### TASK DETAILS
Every line with "using" in it should be copied from the data.
[[ RECORDS FOR THIS TASK open ]]
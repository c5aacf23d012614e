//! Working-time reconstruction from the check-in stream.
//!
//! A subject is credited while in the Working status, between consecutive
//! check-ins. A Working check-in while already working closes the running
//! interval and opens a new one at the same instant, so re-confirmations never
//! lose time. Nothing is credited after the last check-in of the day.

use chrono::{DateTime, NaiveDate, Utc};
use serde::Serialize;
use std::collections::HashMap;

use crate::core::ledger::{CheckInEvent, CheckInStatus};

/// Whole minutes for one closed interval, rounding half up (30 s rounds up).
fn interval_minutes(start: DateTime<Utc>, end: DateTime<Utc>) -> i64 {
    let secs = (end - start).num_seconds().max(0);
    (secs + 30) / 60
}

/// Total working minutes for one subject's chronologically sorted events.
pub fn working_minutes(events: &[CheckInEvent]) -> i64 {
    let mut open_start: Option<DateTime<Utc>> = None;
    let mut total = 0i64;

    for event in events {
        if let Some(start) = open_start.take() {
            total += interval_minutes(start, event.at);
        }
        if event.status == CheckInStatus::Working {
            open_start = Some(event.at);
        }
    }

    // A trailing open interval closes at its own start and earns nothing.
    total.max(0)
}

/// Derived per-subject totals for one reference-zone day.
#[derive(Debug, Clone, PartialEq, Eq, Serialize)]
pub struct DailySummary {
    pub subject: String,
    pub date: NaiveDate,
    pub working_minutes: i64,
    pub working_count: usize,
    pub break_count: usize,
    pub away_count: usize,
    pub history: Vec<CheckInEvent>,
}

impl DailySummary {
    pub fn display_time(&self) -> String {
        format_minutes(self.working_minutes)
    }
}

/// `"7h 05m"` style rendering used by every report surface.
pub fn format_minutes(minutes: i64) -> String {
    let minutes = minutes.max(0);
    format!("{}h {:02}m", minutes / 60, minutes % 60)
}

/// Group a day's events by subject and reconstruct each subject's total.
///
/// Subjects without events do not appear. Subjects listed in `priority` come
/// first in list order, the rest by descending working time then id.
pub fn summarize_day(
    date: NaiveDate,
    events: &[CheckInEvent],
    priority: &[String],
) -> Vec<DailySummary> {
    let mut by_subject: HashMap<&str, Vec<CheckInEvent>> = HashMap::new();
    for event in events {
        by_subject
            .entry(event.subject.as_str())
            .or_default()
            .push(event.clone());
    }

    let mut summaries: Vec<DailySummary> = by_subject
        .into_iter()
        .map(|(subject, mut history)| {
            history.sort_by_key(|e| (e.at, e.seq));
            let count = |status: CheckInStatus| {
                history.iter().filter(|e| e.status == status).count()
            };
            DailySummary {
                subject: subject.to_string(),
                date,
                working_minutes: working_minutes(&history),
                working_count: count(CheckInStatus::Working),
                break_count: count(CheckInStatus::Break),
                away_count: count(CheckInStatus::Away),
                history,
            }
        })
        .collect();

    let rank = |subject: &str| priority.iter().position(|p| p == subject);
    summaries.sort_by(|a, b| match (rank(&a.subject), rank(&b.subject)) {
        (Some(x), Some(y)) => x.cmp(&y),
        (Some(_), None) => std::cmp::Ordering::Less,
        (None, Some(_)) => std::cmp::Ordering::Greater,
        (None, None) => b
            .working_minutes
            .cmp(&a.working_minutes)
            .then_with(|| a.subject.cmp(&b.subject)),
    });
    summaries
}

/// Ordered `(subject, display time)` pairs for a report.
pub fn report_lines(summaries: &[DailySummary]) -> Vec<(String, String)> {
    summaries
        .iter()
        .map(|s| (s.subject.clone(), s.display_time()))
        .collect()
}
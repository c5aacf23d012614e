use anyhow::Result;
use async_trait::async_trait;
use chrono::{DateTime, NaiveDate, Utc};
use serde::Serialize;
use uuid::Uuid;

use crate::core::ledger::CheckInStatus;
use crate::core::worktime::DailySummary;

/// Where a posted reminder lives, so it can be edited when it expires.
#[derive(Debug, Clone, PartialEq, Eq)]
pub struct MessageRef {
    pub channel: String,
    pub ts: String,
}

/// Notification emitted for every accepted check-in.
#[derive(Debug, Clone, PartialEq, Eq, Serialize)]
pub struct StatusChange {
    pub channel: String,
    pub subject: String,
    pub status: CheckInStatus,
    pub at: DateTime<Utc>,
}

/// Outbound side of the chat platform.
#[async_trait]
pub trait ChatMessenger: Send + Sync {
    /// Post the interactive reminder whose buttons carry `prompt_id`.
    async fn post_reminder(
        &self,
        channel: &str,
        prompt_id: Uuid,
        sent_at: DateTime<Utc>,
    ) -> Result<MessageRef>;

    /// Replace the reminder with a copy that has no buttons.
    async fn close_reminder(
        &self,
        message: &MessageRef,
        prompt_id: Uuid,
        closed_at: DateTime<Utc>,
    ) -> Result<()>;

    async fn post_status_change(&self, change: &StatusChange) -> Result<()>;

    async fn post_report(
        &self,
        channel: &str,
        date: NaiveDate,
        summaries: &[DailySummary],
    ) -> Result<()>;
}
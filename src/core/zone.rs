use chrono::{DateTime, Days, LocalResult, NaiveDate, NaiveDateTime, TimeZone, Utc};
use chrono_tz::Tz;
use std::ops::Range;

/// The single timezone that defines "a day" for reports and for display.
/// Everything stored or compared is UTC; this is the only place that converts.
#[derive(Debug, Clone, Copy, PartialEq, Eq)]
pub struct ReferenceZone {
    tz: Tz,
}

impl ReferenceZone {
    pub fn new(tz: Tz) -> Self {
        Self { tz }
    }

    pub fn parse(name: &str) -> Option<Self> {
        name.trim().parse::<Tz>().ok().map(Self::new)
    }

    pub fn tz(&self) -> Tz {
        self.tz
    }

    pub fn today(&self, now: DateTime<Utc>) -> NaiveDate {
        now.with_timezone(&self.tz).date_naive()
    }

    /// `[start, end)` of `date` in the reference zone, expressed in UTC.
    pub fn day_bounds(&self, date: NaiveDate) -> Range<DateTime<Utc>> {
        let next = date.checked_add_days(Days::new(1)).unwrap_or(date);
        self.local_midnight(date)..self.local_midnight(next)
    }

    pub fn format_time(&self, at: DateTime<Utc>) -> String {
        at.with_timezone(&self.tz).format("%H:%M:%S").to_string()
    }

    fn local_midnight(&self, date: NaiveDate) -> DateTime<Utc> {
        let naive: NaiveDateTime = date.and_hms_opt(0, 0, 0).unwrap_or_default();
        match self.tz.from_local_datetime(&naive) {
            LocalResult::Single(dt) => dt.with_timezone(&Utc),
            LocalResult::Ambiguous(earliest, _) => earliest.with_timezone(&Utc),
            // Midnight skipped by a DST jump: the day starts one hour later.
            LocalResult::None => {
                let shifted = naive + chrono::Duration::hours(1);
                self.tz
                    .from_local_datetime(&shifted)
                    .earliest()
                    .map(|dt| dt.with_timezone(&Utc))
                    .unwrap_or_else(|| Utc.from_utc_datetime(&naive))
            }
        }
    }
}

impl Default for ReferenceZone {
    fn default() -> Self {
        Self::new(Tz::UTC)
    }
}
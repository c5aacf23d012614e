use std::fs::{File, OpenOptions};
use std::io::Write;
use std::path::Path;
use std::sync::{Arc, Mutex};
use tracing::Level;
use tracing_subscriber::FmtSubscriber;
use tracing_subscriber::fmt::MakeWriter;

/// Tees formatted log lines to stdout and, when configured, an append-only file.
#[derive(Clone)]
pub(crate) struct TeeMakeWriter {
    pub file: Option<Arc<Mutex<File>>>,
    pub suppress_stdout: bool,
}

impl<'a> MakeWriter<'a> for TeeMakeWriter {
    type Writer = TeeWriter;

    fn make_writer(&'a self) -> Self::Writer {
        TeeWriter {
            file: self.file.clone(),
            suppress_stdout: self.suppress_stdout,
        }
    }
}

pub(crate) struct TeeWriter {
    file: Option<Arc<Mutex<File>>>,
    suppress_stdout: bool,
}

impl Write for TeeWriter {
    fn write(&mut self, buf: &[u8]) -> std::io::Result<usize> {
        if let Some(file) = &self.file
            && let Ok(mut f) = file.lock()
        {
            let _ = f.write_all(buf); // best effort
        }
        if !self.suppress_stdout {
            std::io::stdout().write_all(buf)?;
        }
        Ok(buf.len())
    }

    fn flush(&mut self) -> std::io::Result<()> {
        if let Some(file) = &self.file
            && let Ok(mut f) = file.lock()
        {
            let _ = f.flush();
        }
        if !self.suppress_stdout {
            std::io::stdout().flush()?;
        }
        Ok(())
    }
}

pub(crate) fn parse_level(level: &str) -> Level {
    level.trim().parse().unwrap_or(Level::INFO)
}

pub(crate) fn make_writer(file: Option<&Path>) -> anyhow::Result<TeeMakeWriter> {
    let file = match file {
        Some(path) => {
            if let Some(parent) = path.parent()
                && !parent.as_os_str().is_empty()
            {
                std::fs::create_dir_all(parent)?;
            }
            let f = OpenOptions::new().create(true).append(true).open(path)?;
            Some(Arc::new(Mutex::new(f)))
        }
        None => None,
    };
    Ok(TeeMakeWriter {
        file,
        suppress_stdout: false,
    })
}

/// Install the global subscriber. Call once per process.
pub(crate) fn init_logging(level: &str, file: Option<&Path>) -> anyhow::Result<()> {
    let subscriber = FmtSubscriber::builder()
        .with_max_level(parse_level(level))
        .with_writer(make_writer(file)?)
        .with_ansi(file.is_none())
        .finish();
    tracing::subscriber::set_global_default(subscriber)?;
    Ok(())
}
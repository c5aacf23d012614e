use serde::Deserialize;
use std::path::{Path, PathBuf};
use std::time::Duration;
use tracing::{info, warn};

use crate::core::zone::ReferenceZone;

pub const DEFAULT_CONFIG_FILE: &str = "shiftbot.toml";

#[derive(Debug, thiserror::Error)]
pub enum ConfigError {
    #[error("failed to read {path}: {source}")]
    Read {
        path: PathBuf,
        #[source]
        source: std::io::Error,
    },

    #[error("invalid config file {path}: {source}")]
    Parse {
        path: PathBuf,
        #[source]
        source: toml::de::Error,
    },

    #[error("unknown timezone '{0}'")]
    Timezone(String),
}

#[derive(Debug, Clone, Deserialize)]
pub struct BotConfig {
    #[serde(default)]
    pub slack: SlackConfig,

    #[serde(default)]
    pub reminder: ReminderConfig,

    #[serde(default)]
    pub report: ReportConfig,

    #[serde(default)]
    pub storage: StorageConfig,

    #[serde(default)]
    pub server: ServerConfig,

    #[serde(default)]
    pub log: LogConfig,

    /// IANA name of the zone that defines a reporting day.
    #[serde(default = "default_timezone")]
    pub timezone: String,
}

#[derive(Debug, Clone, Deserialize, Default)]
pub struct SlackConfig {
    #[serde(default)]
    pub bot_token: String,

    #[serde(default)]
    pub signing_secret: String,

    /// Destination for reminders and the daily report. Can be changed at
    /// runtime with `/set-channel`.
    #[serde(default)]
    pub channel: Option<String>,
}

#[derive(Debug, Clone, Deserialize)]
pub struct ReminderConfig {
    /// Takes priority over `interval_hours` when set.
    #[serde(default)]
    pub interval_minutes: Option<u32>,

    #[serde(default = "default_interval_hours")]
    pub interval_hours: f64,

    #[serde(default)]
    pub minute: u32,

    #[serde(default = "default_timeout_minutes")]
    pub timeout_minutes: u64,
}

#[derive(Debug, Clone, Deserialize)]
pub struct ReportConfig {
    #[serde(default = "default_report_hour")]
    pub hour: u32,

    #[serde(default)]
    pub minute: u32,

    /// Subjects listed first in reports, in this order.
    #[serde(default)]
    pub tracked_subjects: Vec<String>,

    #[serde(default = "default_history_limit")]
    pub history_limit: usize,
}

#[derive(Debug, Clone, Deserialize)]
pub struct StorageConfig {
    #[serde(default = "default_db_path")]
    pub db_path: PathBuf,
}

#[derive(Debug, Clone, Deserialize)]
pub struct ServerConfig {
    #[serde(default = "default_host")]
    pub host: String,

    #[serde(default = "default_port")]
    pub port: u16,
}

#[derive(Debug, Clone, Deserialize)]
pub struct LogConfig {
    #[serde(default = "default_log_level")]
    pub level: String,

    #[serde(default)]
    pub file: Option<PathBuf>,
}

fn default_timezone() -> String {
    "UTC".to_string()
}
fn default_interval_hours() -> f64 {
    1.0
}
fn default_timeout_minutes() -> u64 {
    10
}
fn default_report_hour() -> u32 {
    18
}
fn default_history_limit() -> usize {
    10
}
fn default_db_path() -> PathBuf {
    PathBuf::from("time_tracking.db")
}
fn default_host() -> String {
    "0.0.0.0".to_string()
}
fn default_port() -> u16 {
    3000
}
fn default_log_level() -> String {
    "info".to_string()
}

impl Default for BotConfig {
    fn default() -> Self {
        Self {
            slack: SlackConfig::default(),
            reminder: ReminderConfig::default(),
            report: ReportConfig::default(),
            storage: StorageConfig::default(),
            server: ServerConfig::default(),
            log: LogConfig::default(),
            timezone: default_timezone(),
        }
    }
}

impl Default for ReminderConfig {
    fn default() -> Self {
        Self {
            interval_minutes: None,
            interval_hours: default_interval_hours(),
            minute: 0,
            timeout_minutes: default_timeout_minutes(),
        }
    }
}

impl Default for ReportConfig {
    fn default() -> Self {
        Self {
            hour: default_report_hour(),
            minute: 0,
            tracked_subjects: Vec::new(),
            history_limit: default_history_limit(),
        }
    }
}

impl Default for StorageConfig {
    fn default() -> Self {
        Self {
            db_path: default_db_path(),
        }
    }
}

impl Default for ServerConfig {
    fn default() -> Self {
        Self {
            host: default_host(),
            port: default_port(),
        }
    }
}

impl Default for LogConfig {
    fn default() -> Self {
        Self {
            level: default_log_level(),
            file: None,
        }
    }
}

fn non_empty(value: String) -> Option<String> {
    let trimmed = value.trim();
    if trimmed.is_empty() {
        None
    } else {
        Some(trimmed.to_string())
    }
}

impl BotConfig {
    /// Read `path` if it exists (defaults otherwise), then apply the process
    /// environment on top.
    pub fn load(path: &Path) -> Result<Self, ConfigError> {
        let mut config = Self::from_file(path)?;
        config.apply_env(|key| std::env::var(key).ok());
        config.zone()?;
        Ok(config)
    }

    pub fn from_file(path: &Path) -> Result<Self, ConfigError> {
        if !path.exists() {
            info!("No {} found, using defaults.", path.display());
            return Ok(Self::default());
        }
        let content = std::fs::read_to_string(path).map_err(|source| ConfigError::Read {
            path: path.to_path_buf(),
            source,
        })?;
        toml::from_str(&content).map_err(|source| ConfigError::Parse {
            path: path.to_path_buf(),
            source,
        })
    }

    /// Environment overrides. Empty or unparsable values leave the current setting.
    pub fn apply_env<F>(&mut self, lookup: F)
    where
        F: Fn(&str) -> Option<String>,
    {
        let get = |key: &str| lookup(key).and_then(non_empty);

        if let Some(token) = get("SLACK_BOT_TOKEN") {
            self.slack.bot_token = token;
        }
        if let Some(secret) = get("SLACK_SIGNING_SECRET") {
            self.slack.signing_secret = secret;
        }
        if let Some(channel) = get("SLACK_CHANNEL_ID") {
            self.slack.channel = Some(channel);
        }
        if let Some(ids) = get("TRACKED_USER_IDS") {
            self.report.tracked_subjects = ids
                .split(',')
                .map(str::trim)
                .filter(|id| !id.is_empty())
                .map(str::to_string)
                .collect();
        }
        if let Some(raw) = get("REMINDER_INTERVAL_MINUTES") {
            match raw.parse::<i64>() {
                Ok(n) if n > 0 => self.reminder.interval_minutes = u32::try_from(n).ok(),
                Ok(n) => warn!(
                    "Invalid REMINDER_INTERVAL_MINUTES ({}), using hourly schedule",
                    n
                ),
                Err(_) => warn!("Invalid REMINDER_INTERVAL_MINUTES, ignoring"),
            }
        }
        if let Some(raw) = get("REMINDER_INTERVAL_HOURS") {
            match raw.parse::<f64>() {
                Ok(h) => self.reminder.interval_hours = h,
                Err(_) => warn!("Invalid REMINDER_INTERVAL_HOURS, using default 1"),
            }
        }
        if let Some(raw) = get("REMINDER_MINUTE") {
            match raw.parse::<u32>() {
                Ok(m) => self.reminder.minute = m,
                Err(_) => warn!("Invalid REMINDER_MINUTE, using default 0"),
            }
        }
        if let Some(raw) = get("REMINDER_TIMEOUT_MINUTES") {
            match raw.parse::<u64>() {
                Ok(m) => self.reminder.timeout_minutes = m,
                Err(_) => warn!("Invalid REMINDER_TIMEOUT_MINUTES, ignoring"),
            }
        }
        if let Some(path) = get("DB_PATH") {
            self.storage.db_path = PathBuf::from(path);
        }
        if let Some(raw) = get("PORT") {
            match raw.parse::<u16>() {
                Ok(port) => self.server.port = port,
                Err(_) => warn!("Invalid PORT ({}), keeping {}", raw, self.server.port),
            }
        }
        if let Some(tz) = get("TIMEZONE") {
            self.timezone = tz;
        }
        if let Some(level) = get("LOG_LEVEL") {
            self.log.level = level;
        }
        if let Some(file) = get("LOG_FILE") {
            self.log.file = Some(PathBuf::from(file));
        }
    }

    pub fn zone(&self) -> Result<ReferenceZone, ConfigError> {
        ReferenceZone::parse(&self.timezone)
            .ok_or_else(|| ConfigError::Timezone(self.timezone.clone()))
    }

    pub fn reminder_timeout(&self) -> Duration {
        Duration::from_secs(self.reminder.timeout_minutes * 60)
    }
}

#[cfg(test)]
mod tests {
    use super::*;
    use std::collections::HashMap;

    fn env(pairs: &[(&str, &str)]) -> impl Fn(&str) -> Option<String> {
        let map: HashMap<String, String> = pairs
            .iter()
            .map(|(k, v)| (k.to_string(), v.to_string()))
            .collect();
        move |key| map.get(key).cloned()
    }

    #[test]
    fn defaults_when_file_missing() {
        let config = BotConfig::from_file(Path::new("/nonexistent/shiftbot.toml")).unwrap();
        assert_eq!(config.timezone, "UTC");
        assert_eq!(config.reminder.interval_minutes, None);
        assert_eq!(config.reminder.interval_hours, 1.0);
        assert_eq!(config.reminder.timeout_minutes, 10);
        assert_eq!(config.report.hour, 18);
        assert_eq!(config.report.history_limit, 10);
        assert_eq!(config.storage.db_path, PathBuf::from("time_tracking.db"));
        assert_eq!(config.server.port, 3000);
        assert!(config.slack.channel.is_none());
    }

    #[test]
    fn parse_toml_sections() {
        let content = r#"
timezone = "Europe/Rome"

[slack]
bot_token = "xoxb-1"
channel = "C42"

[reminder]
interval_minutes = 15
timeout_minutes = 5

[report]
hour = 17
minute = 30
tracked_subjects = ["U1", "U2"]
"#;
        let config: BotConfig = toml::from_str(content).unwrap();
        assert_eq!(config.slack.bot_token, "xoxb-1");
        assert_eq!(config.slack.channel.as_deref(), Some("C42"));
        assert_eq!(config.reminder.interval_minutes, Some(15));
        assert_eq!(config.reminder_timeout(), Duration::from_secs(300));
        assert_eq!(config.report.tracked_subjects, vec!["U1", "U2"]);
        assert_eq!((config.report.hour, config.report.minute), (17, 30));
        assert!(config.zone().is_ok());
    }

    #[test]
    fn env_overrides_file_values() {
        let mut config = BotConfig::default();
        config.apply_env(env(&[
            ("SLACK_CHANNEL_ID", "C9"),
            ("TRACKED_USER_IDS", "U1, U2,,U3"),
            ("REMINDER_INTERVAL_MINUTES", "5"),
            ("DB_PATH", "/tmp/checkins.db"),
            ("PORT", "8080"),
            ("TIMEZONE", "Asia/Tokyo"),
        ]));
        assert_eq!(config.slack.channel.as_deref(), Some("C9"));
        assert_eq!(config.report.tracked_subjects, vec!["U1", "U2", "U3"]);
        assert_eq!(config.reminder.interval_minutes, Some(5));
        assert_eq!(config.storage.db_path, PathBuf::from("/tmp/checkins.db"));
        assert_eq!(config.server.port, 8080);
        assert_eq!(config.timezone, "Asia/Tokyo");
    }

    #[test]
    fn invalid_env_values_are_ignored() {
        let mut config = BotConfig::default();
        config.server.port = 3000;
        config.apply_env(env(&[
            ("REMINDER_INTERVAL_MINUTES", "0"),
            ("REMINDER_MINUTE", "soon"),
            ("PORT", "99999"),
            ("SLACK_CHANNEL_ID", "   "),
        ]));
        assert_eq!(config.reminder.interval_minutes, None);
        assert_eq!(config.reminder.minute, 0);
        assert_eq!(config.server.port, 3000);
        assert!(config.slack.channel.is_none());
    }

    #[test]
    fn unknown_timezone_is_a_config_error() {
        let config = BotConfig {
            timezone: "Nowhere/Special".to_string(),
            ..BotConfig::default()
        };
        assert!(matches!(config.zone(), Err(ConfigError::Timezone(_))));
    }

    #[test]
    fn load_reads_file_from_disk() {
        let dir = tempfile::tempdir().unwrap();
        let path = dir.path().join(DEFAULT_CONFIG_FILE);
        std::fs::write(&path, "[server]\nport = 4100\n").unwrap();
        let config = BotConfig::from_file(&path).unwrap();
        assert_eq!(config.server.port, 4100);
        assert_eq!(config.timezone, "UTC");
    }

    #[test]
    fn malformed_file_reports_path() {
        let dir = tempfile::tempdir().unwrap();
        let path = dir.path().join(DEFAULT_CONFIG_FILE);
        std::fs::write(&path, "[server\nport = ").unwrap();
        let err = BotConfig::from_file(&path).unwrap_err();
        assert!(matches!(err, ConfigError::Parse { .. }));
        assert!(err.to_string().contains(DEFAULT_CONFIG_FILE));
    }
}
[[ RECORDS FOR THIS TASK closed ]]
### OUTPUT
            info!("No {} found, using defaults.", path.display());
                    "Invalid REMINDER_INTERVAL_MINUTES ({}), using hourly schedule",
                Err(_) => warn!("Invalid REMINDER_INTERVAL_HOURS, using default 1"),
                Err(_) => warn!("Invalid REMINDER_MINUTE, using default 0"),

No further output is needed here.